Wachstum verspricht auch die derzeitige medizinische Versorgung in vielen Städten und ländlichen Gegenden. In den staatlichen Krankenhäusern und Arztpraxen herrscht ein immens hoher Bedarf an medizinischer Primärversorgung. Unternehmen wie Siemens, Dräger und GE Healthcare sind seit Jahren auf dem Subkontinent aktiv und haben vor Ort ihre Produktionsstätten aufgebaut.
Die B. Braun Melsungen AG beispielsweise stellt seit Januar in Chennai Rechtherzkatheter her. Das Unternehmen hat in das moderne Entwicklungs- und Produktionszentrum mehr als 3 Mio. US-$ investiert. Ananda K. Naidu, Geschäftsführer der neuen Produktionsstätte, erklärt: „Mit der Produktion der Rechtherzkatheter in Chennai wollen wir der wachsenden Nachfrage nach Qualitätsprodukten für den gesamten Gesundheitsmarkt Indien nachkommen.“

Ihr Stichwort
  • Neues Gesundheitsbewusstsein
  • Medizinische Ausrüstung
  • Export
  • Medizintourismus
  • Hygiene

  • Investieren in Indien
    Erste Hinweise zu Strategie, Recht und Steuern:
    • Indien verfügt über ein ausgefeiltes Rechts- und Steuer-system. Basis ist das englische Common Law, es bestehen jedoch in den Details wesentliche Abweichungen, gerade bei Investitionen durch ausländische Unternehmen.
    • Im Bereich Medizintechnik sind Aktivitäten durch ausländische Unternehmen meist ohne Beschränkungen zulässig. Zu beachten sind nur die gesetzlichen Anforderungen an die Zulassung von Medizinprodukten.
    • Das indische Recht sieht vor, dass ein indischer Vertriebs- oder Joint-Venture-Partner in bestimmten Fällen künftige Aktivitäten des ausländischen Unternehmens in Indien blockieren kann. Wird dies im Vorfeld nicht vertraglich geregelt, kann es zu kostspieligen Konflikten kommen.

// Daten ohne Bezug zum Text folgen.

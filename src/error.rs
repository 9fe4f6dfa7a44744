//! Error types for universe, sub-set and builder operations.

use thiserror::Error;

/// Contract violations reported by the builders.
///
/// Lookups of elements outside a universe are not errors; they return `None`.
#[derive(Debug, Clone, PartialEq, Eq, Error)]
pub enum Error {
    /// The element is not a member of the universe where membership is required.
    #[error("element is not a member of the universe")]
    InvalidElement,

    /// An announcement or `add` broke the round protocol.
    #[error("out of protocol order: {0}")]
    OutOfProtocolOrder(&'static str),

    /// The completion token was issued by a different builder.
    #[error("completion token was issued by a different builder")]
    WrongCompletionToken,

    /// The builder has already been finalized.
    #[error("builder already finalized")]
    BuilderAlreadyFinalized,

    /// The sub-set builder handle was issued by a different builder.
    #[error("sub-set builder handle was issued by a different builder")]
    ForeignSubsetBuilder,
}

/// A specialized Result type for builder operations.
pub type Result<T> = std::result::Result<T, Error>;
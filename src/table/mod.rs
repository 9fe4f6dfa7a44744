//! Open-addressing hash-table engine assigning dense ordinals to keys.
//!
//! Keys live in an ordinal-ordered flat array; the probe table only stores
//! ordinals. This gives `O(1)` lookups in both directions:
//!
//! - key -> ordinal: hash, then probe at most [`Capacity::max_probe_distance`]
//!   slots past the ideal bucket
//! - ordinal -> key: index the flat array
//!
//! [`IndexBuilder`] grows the table through the capacity sequence of
//! [`crate::policy`] and degrades to an unbounded `hashbrown` index once the
//! capacities run out. [`IndexedMap`] is the finished, size-tiered result.

mod builder;
mod indexed;

pub use builder::IndexBuilder;
pub use indexed::{IndexedMap, Iter, Keys, Values};

use hashbrown::HashTable;
use std::borrow::Borrow;
use std::hash::{BuildHasher, Hash};

use crate::policy::Capacity;

/// Slot value for an unoccupied slot. Occupied slots store `ordinal + 1`.
const EMPTY: u32 = 0;

/// Outcome of probing for a key.
#[derive(Clone, Copy, Debug, PartialEq, Eq)]
pub(crate) enum Probe {
    /// The key is present with this ordinal.
    Found(usize),
    /// The key is absent; `slot` is the first empty slot on its path,
    /// `distance` slots past the ideal bucket.
    Vacant { slot: usize, distance: usize },
    /// The probing window is full and holds no match.
    Exhausted,
}

/// Fixed-capacity slot array of ordinals.
#[derive(Clone)]
pub(crate) struct ProbeTable {
    capacity: Capacity,
    slots: Box<[u32]>,
}

impl ProbeTable {
    pub(crate) fn new(capacity: Capacity) -> Self {
        Self {
            capacity,
            slots: vec![EMPTY; capacity.slots()].into_boxed_slice(),
        }
    }

    #[inline]
    pub(crate) fn capacity(&self) -> Capacity {
        self.capacity
    }

    /// Walks the probing window of `hash`.
    ///
    /// Slots are never vacated, so the first empty slot on the path proves the
    /// key absent.
    #[inline]
    pub(crate) fn probe(&self, hash: u64, mut is_match: impl FnMut(usize) -> bool) -> Probe {
        let bucket = self.capacity.bucket(hash);
        for distance in 0..=self.capacity.max_probe_distance() {
            let slot = self.capacity.probe(bucket, distance);
            match self.slots[slot] {
                EMPTY => return Probe::Vacant { slot, distance },
                tagged => {
                    let ordinal = (tagged - 1) as usize;
                    if is_match(ordinal) {
                        return Probe::Found(ordinal);
                    }
                }
            }
        }
        Probe::Exhausted
    }

    #[inline]
    pub(crate) fn find(&self, hash: u64, is_match: impl FnMut(usize) -> bool) -> Option<usize> {
        match self.probe(hash, is_match) {
            Probe::Found(ordinal) => Some(ordinal),
            Probe::Vacant { .. } | Probe::Exhausted => None,
        }
    }

    #[inline]
    pub(crate) fn occupy(&mut self, slot: usize, ordinal: usize) {
        debug_assert_eq!(self.slots[slot], EMPTY);
        debug_assert!(ordinal < u32::MAX as usize);
        self.slots[slot] = ordinal as u32 + 1;
    }

    /// Places ordinals `0..len` into a fresh table of `capacity`.
    ///
    /// Returns the table and its probing overhead, or `None` if the entries
    /// exceed the load bound or some entry cannot be placed within the
    /// probing window.
    pub(crate) fn rehash(
        capacity: Capacity,
        len: usize,
        mut hash_of: impl FnMut(usize) -> u64,
    ) -> Option<(Self, usize)> {
        if len > capacity.max_len() {
            return None;
        }
        let mut table = Self::new(capacity);
        let mut overhead = 0usize;
        for ordinal in 0..len {
            match table.probe(hash_of(ordinal), |_| false) {
                Probe::Vacant { slot, distance } => {
                    table.occupy(slot, ordinal);
                    overhead += distance;
                }
                Probe::Found(_) | Probe::Exhausted => return None,
            }
        }
        Some((table, overhead))
    }

    pub(crate) fn memory_usage(&self) -> usize {
        self.slots.len() * std::mem::size_of::<u32>()
    }
}

/// Compares a stored key against a borrowed lookup key.
#[inline]
pub(crate) fn key_matches<K, Q>(stored: &K, key: &Q) -> bool
where
    K: Borrow<Q>,
    Q: Eq + ?Sized,
{
    <K as Borrow<Q>>::borrow(stored) == key
}

/// Builds the unbounded fallback index over `keys`.
pub(crate) fn fallback_index<K: Hash, S: BuildHasher>(keys: &[K], hash_builder: &S) -> HashTable<usize> {
    let mut index = HashTable::with_capacity(keys.len());
    for (ordinal, key) in keys.iter().enumerate() {
        index.insert_unique(hash_builder.hash_one(key), ordinal, |&o| {
            hash_builder.hash_one(&keys[o])
        });
    }
    index
}
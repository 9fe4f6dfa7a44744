//! Frozen universes of distinct elements.

use std::borrow::Borrow;
use std::fmt;
use std::hash::{BuildHasher, Hash, Hasher};
use std::sync::Arc;

use crate::table::{IndexBuilder, IndexedMap, Keys};
use crate::DefaultHashBuilder;

/// An immutable bijection between distinct elements and the ordinals `0..n`.
///
/// Ordinals follow first occurrence in the source collection. Cloning is
/// cheap: every clone, and every structure derived from the universe, shares
/// one index.
pub struct Universe<E, S = DefaultHashBuilder> {
    index: Arc<IndexedMap<E, (), S>>,
}

impl<E: Hash + Eq> Universe<E, DefaultHashBuilder> {
    /// Freeze `elements` into a universe. Duplicates keep their first ordinal.
    pub fn of<I: IntoIterator<Item = E>>(elements: I) -> Self {
        elements.into_iter().collect()
    }
}

impl<E, S> Universe<E, S> {
    /// Wrap a finished set index.
    pub fn from_index(index: IndexedMap<E, (), S>) -> Self {
        Self {
            index: Arc::new(index),
        }
    }

    /// Element with ordinal `index`.
    #[inline]
    pub fn index_to_element(&self, index: usize) -> Option<&E> {
        self.index.key_at(index)
    }

    /// Number of elements.
    #[inline]
    pub fn len(&self) -> usize {
        self.index.len()
    }

    /// Whether the universe has no elements.
    #[inline]
    pub fn is_empty(&self) -> bool {
        self.index.is_empty()
    }

    /// Elements in ordinal order.
    pub fn iter(&self) -> Keys<'_, E, (), S> {
        self.index.keys()
    }

    /// The underlying set index.
    pub fn as_index(&self) -> &IndexedMap<E, (), S> {
        &self.index
    }

    /// Whether both handles share one index.
    #[inline]
    pub fn ptr_eq(a: &Self, b: &Self) -> bool {
        Arc::ptr_eq(&a.index, &b.index)
    }
}

impl<E, S> Universe<E, S>
where
    E: Hash + Eq,
    S: BuildHasher,
{
    /// Ordinal of `element`, or `None` if it is not a member.
    #[inline]
    pub fn element_to_index<Q>(&self, element: &Q) -> Option<usize>
    where
        E: Borrow<Q>,
        Q: Hash + Eq + ?Sized,
    {
        self.index.get_index_of(element)
    }

    /// Whether `element` is a member.
    #[inline]
    pub fn contains<Q>(&self, element: &Q) -> bool
    where
        E: Borrow<Q>,
        Q: Hash + Eq + ?Sized,
    {
        self.index.contains_key(element)
    }
}

impl<E, S> Clone for Universe<E, S> {
    fn clone(&self) -> Self {
        Self {
            index: Arc::clone(&self.index),
        }
    }
}

impl<E, S> From<IndexedMap<E, (), S>> for Universe<E, S> {
    fn from(index: IndexedMap<E, (), S>) -> Self {
        Self::from_index(index)
    }
}

impl<E, S> FromIterator<E> for Universe<E, S>
where
    E: Hash + Eq,
    S: BuildHasher + Default,
{
    fn from_iter<I: IntoIterator<Item = E>>(iter: I) -> Self {
        let mut builder: IndexBuilder<E, (), S> = IndexBuilder::with_hasher(S::default());
        for element in iter {
            builder = builder.with(element);
        }
        Self::from_index(builder.build())
    }
}

impl<E, S, S2> PartialEq<Universe<E, S2>> for Universe<E, S>
where
    E: Hash + Eq,
    S2: BuildHasher,
{
    fn eq(&self, other: &Universe<E, S2>) -> bool {
        *self.index == *other.index
    }
}

impl<E, S> Eq for Universe<E, S>
where
    E: Hash + Eq,
    S: BuildHasher,
{
}

impl<E: Hash, S> Hash for Universe<E, S> {
    fn hash<H: Hasher>(&self, state: &mut H) {
        self.index.hash(state);
    }
}

impl<E: fmt::Debug, S> fmt::Debug for Universe<E, S> {
    fn fmt(&self, f: &mut fmt::Formatter<'_>) -> fmt::Result {
        f.debug_set().entries(self.iter()).finish()
    }
}

impl<'a, E, S> IntoIterator for &'a Universe<E, S> {
    type Item = &'a E;
    type IntoIter = Keys<'a, E, (), S>;

    fn into_iter(self) -> Self::IntoIter {
        self.iter()
    }
}
impl Validate for WhatsAppTextMessage {
    fn validate_into(&self, path: &FieldPath, report: &mut ValidationReport) {
        TEXT_MESSAGE.check(self, path, report);
    }
}

impl Validate for WhatsAppTextContent {
    fn validate_into(&self, path: &FieldPath, report: &mut ValidationReport) {
        TEXT_CONTENT.check(self, path, report);
    }
}

impl Validate for WhatsAppLocationMessage {
    fn validate_into(&self, path: &FieldPath, report: &mut ValidationReport) {
        LOCATION_MESSAGE.check(self, path, report);
    }
}

impl Validate for WhatsAppLocationContent {
    fn validate_into(&self, path: &FieldPath, report: &mut ValidationReport) {
        LOCATION_CONTENT.check(self, path, report);
    }
}

impl Validate for WhatsAppBulkTemplateRequest {
    fn validate_into(&self, path: &FieldPath, report: &mut ValidationReport) {
        BULK_TEMPLATE.check(self, path, report);
    }
}

impl Validate for WhatsAppTemplateMessage {
    fn validate_into(&self, path: &FieldPath, report: &mut ValidationReport) {
        TEMPLATE_MESSAGE.check(self, path, report);
    }
}

impl Validate for WhatsAppTemplateContent {
    fn validate_into(&self, path: &FieldPath, report: &mut ValidationReport) {
        TEMPLATE_CONTENT.check(self, path, report);
    }
}

impl Validate for WhatsAppTemplateData {
    fn validate_into(&self, path: &FieldPath, report: &mut ValidationReport) {
        TEMPLATE_DATA.check(self, path, report);
    }
}

impl Validate for WhatsAppTemplateHeader {
    fn validate_into(&self, path: &FieldPath, report: &mut ValidationReport) {
        TEMPLATE_HEADER.check(self, path, report);
    }
}

impl JsonPayload for WhatsAppTextMessage {}
impl JsonPayload for WhatsAppLocationMessage {}
impl JsonPayload for WhatsAppBulkTemplateRequest {}

#[derive(Debug, Clone, Default, PartialEq, Eq, Serialize, Deserialize)]
#[serde(rename_all = "camelCase", default)]
pub struct WhatsAppSingleMessageInfo {
    pub to: Option<String>,
    pub message_count: u32,
    pub message_id: Option<String>,
    pub status: MessageStatus,
}
use std::sync::LazyLock;

use chrono::{DateTime, Utc};
use serde::{Deserialize, Serialize};

use crate::domain::checks::{MIN_DELIVERY_WINDOW_MINUTES, is_rfc3339, window_is_at_least};
use crate::domain::{
    FieldPath, FieldValue, JsonPayload, Rule, Rules, Schema, Validate, ValidationReport,
};
use crate::models::{MessageError, MessagePrice, MessageStatus, NOTIFY_CONTENT_TYPES};
use crate::transport::{QueryParam, QueryParams, ToQueryParams};

#[derive(Debug, Clone, Default, PartialEq, Serialize, Deserialize)]
#[serde(rename_all = "camelCase")]
/// Body of `POST /sms/2/text/advanced`.
pub struct SmsAdvancedTextRequest {
    #[serde(default, skip_serializing_if = "Option::is_none")]
    pub bulk_id: Option<String>,
    pub messages: Vec<SmsTextualMessage>,
    #[serde(default, skip_serializing_if = "Option::is_none")]
    pub sending_speed_limit: Option<SendingSpeedLimit>,
}

#[derive(Debug, Clone, Default, PartialEq, Serialize, Deserialize)]
#[serde(rename_all = "camelCase")]
pub struct SmsTextualMessage {
    #[serde(default, skip_serializing_if = "Option::is_none")]
    pub from: Option<String>,
    pub destinations: Vec<SmsDestination>,
    #[serde(default, skip_serializing_if = "Option::is_none")]
    pub text: Option<String>,
    #[serde(default, skip_serializing_if = "std::ops::Not::not")]
    pub flash: bool,
    #[serde(default, skip_serializing_if = "Option::is_none")]
    pub transliteration: Option<String>,
    #[serde(default, skip_serializing_if = "Option::is_none")]
    pub notify_url: Option<String>,
    #[serde(default, skip_serializing_if = "Option::is_none")]
    pub notify_content_type: Option<String>,
    #[serde(default, skip_serializing_if = "Option::is_none")]
    pub callback_data: Option<String>,
    /// Minutes; the provider caps it at 48 hours.
    #[serde(default, skip_serializing_if = "Option::is_none")]
    pub validity_period: Option<u32>,
    /// RFC 3339 timestamp.
    #[serde(default, skip_serializing_if = "Option::is_none")]
    pub send_at: Option<String>,
    #[serde(default, skip_serializing_if = "Option::is_none")]
    pub delivery_time_window: Option<SmsDeliveryTimeWindow>,
    #[serde(default, skip_serializing_if = "std::ops::Not::not")]
    pub intermediate_report: bool,
}

#[derive(Debug, Clone, Default, PartialEq, Eq, Serialize, Deserialize)]
#[serde(rename_all = "camelCase")]
pub struct SmsDestination {
    #[serde(default, skip_serializing_if = "Option::is_none")]
    pub message_id: Option<String>,
    pub to: String,
}

impl SmsDestination {
    pub fn to(number: impl Into<String>) -> Self {
        Self {
            message_id: None,
            to: number.into(),
        }
    }
}

#[derive(Debug, Clone, Copy, PartialEq, Eq, Serialize, Deserialize)]
#[serde(rename_all = "SCREAMING_SNAKE_CASE")]
pub enum DeliveryDay {
    Monday,
    Tuesday,
    Wednesday,
    Thursday,
    Friday,
    Saturday,
    Sunday,
}

impl DeliveryDay {
    pub fn as_str(self) -> &'static str {
        match self {
            Self::Monday => "MONDAY",
            Self::Tuesday => "TUESDAY",
            Self::Wednesday => "WEDNESDAY",
            Self::Thursday => "THURSDAY",
            Self::Friday => "FRIDAY",
            Self::Saturday => "SATURDAY",
            Self::Sunday => "SUNDAY",
        }
    }
}

impl<'a> From<&'a DeliveryDay> for FieldValue<'a> {
    fn from(value: &'a DeliveryDay) -> Self {
        Self::Str(value.as_str())
    }
}

#[derive(Debug, Clone, Default, PartialEq, Eq, Serialize, Deserialize)]
#[serde(rename_all = "camelCase")]
/// Days and hours during which messages may be delivered.
///
/// When `from` is set, `to` must be set too and lie at least an hour later.
pub struct SmsDeliveryTimeWindow {
    pub days: Vec<DeliveryDay>,
    #[serde(default, skip_serializing_if = "Option::is_none")]
    pub from: Option<DeliveryTime>,
    #[serde(default, skip_serializing_if = "Option::is_none")]
    pub to: Option<DeliveryTime>,
}

#[derive(Debug, Clone, Copy, Default, PartialEq, Eq, Serialize, Deserialize)]
pub struct DeliveryTime {
    pub hour: u32,
    pub minute: u32,
}

impl DeliveryTime {
    pub fn new(hour: u32, minute: u32) -> Self {
        Self { hour, minute }
    }
}

#[derive(Debug, Clone, Default, PartialEq, Eq, Serialize, Deserialize)]
#[serde(rename_all = "camelCase")]
pub struct SendingSpeedLimit {
    pub amount: u32,
    /// `MINUTE`, `HOUR` or `DAY`.
    #[serde(default, skip_serializing_if = "Option::is_none")]
    pub time_unit: Option<String>,
}

static ADVANCED_TEXT: LazyLock<Schema<SmsAdvancedTextRequest>> = LazyLock::new(|| {
    Schema::<SmsAdvancedTextRequest>::builder()
        .field("messages", [Rule::Required, Rule::Dive], |r| {
            FieldValue::nested_seq(&r.messages)
        })
        .field("sendingSpeedLimit", Rules::default(), |r| {
            FieldValue::nested_opt(&r.sending_speed_limit)
        })
        .build()
});

static TEXTUAL_MESSAGE: LazyLock<Schema<SmsTextualMessage>> = LazyLock::new(|| {
    Schema::<SmsTextualMessage>::builder()
        .field("destinations", [Rule::Required, Rule::Dive], |m| {
            FieldValue::nested_seq(&m.destinations)
        })
        .field("notifyUrl", [Rule::OmitEmpty, Rule::Url], |m| {
            (&m.notify_url).into()
        })
        .field(
            "notifyContentType",
            [Rule::OmitEmpty, Rule::one_of(NOTIFY_CONTENT_TYPES)],
            |m| (&m.notify_content_type).into(),
        )
        .field("callbackData", [Rule::OmitEmpty, Rule::lte(4000)], |m| {
            (&m.callback_data).into()
        })
        .field("validityPeriod", [Rule::OmitEmpty, Rule::lte(2880)], |m| {
            (&m.validity_period).into()
        })
        .field("deliveryTimeWindow", Rules::default(), |m| {
            FieldValue::nested_opt(&m.delivery_time_window)
        })
        .struct_rule(|m, level| {
            if m.send_at.as_deref().is_some_and(|at| !is_rfc3339(at)) {
                level.report("sendAt", "rfc3339", "");
            }
        })
        .build()
});

static DESTINATION: LazyLock<Schema<SmsDestination>> = LazyLock::new(|| {
    Schema::<SmsDestination>::builder()
        .field("messageId", [Rule::OmitEmpty, Rule::lte(200)], |d| {
            (&d.message_id).into()
        })
        .field("to", [Rule::Required, Rule::E164], |d| (&d.to).into())
        .build()
});

static TIME_WINDOW: LazyLock<Schema<SmsDeliveryTimeWindow>> = LazyLock::new(|| {
    Schema::<SmsDeliveryTimeWindow>::builder()
        .field("days", [Rule::Required], |w| (&w.days).into())
        .field("from", Rules::default(), |w| FieldValue::nested_opt(&w.from))
        .field("to", Rules::default(), |w| FieldValue::nested_opt(&w.to))
        .struct_rule(|w, level| {
            let Some(from) = w.from else {
                return;
            };
            match w.to {
                None => level.report("to", "required_with", "from"),
                Some(to)
                    if !window_is_at_least(
                        (from.hour, from.minute),
                        (to.hour, to.minute),
                        MIN_DELIVERY_WINDOW_MINUTES,
                    ) =>
                {
                    level.report("to", "min_window", MIN_DELIVERY_WINDOW_MINUTES.to_string());
                }
                Some(_) => {}
            }
        })
        .build()
});

static DELIVERY_TIME: LazyLock<Schema<DeliveryTime>> = LazyLock::new(|| {
    Schema::<DeliveryTime>::builder()
        .field("hour", [Rule::lte(23)], |t| (&t.hour).into())
        .field("minute", [Rule::lte(59)], |t| (&t.minute).into())
        .build()
});

static SPEED_LIMIT: LazyLock<Schema<SendingSpeedLimit>> = LazyLock::new(|| {
    Schema::<SendingSpeedLimit>::builder()
        .field("amount", [Rule::Required], |s| (&s.amount).into())
        .field(
            "timeUnit",
            [Rule::OmitEmpty, Rule::one_of(["MINUTE", "HOUR", "DAY"])],
            |s| (&s.time_unit).into(),
        )
        .build()
});

impl Validate for SmsAdvancedTextRequest {
    fn validate_into(&self, path: &FieldPath, report: &mut ValidationReport) {
        ADVANCED_TEXT.check(self, path, report);
    }
}

impl Validate for SmsTextualMessage {
    fn validate_into(&self, path: &FieldPath, report: &mut ValidationReport) {
        TEXTUAL_MESSAGE.check(self, path, report);
    }
}

impl Validate for SmsDestination {
    fn validate_into(&self, path: &FieldPath, report: &mut ValidationReport) {
        DESTINATION.check(self, path, report);
    }
}

impl Validate for SmsDeliveryTimeWindow {
    fn validate_into(&self, path: &FieldPath, report: &mut ValidationReport) {
        TIME_WINDOW.check(self, path, report);
    }
}

impl Validate for DeliveryTime {
    fn validate_into(&self, path: &FieldPath, report: &mut ValidationReport) {
        DELIVERY_TIME.check(self, path, report);
    }
}

impl Validate for SendingSpeedLimit {
    fn validate_into(&self, path: &FieldPath, report: &mut ValidationReport) {
        SPEED_LIMIT.check(self, path, report);
    }
}

impl JsonPayload for SmsAdvancedTextRequest {}

#[derive(Debug, Clone, Default, PartialEq, Eq, Serialize, Deserialize)]
#[serde(rename_all = "camelCase", default)]
pub struct SmsResponse {
    pub bulk_id: Option<String>,
    pub messages: Vec<SmsResponseDetails>,
}

#[derive(Debug, Clone, Default, PartialEq, Eq, Serialize, Deserialize)]
#[serde(rename_all = "camelCase", default)]
pub struct SmsResponseDetails {
    pub message_id: Option<String>,
    pub status: MessageStatus,
    pub to: Option<String>,
}

#[derive(Debug, Clone, Default, PartialEq, Eq)]
/// Filters for `GET /sms/1/logs`. Unset fields are left out of the query.
pub struct SmsLogsParams {
    pub from: Option<String>,
    pub to: Option<String>,
    pub bulk_ids: Vec<String>,
    pub message_ids: Vec<String>,
    pub general_status: Option<String>,
    pub sent_since: Option<DateTime<Utc>>,
    pub sent_until: Option<DateTime<Utc>>,
    pub limit: u32,
    pub mcc: Option<String>,
    pub mnc: Option<String>,
}

impl ToQueryParams for SmsLogsParams {
    fn to_query_params(&self) -> Vec<QueryParam> {
        QueryParams::new()
            .push_opt("from", self.from.as_deref())
            .push_opt("to", self.to.as_deref())
            .push_all("bulkId", self.bulk_ids.iter().map(String::as_str))
            .push_all("messageId", self.message_ids.iter().map(String::as_str))
            .push_opt("generalStatus", self.general_status.as_deref())
            .push_time("sentSince", self.sent_since)
            .push_time("sentUntil", self.sent_until)
            .push_int("limit", i64::from(self.limit))
            .push_opt("mcc", self.mcc.as_deref())
            .push_opt("mnc", self.mnc.as_deref())
            .into_vec()
    }
}

#[derive(Debug, Clone, Default, PartialEq, Serialize, Deserialize)]
#[serde(rename_all = "camelCase", default)]
pub struct SmsLogsResponse {
    pub results: Vec<SmsLog>,
}

#[derive(Debug, Clone, Default, PartialEq, Serialize, Deserialize)]
#[serde(rename_all = "camelCase", default)]
pub struct SmsLog {
    pub bulk_id: Option<String>,
    pub message_id: Option<String>,
    pub to: Option<String>,
    pub from: Option<String>,
    pub text: Option<String>,
    pub sent_at: Option<String>,
    pub done_at: Option<String>,
    pub sms_count: u32,
    pub mcc_mnc: Option<String>,
    pub price: Option<MessagePrice>,
    pub status: MessageStatus,
    pub error: Option<MessageError>,
}

#[derive(Debug, Clone, Default, PartialEq, Eq)]
/// Filters for `GET /sms/1/reports`.
pub struct SmsReportsParams {
    pub bulk_id: Option<String>,
    pub message_id: Option<String>,
    pub limit: u32,
}

impl ToQueryParams for SmsReportsParams {
    fn to_query_params(&self) -> Vec<QueryParam> {
        QueryParams::new()
            .push_opt("bulkId", self.bulk_id.as_deref())
            .push_opt("messageId", self.message_id.as_deref())
            .push_int("limit", i64::from(self.limit))
            .into_vec()
    }
}

#[derive(Debug, Clone, Default, PartialEq, Serialize, Deserialize)]
#[serde(rename_all = "camelCase", default)]
pub struct SmsDeliveryReportsResponse {
    pub results: Vec<SmsDeliveryReport>,
}

#[derive(Debug, Clone, Default, PartialEq, Serialize, Deserialize)]
#[serde(rename_all = "camelCase", default)]
pub struct SmsDeliveryReport {
    pub bulk_id: Option<String>,
    pub message_id: Option<String>,
    pub to: Option<String>,
    pub sent_at: Option<String>,
    pub done_at: Option<String>,
    pub sms_count: u32,
    pub callback_data: Option<String>,
    pub price: Option<MessagePrice>,
    pub status: MessageStatus,
    pub error: Option<MessageError>,
}
//! Domain layer: strong types, payload validation and response records (no I/O).

pub mod checks;
mod payload;
mod response;
mod validation;
mod value;

pub use payload::{JsonPayload, MultipartPayload};
pub use response::{
    ApiResponse, ErrorEnvelope, RequestError, ResponseDetails, SUCCESS_STATUSES, ServiceException,
    is_success_status,
};
pub use validation::{
    FieldPath, FieldValue, Rule, RuleParseError, Rules, Schema, SchemaBuilder, StructLevel,
    Validate, ValidationReport, Violation, validate,
};
pub use value::{ApiKey, BaseUrl, ConfigError};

    • Dokumente wie Absichtserklärungen oder Texte zur Vorbereitung einer Gesellschaftsgründung sollten nicht ohne rechtliche Prüfung unterzeichnet werden.
    • Das Besteuern von Verkaufsgeschäften oder Gewinnen ist in Indien komplex ausgestaltet. Die einzelnen Staaten haben eine Art Umsatzsteuer, auch sind die Zollregelungen zu beachten. Sonderwirtschaftszonen bieten Steuer- und Zollvorteile.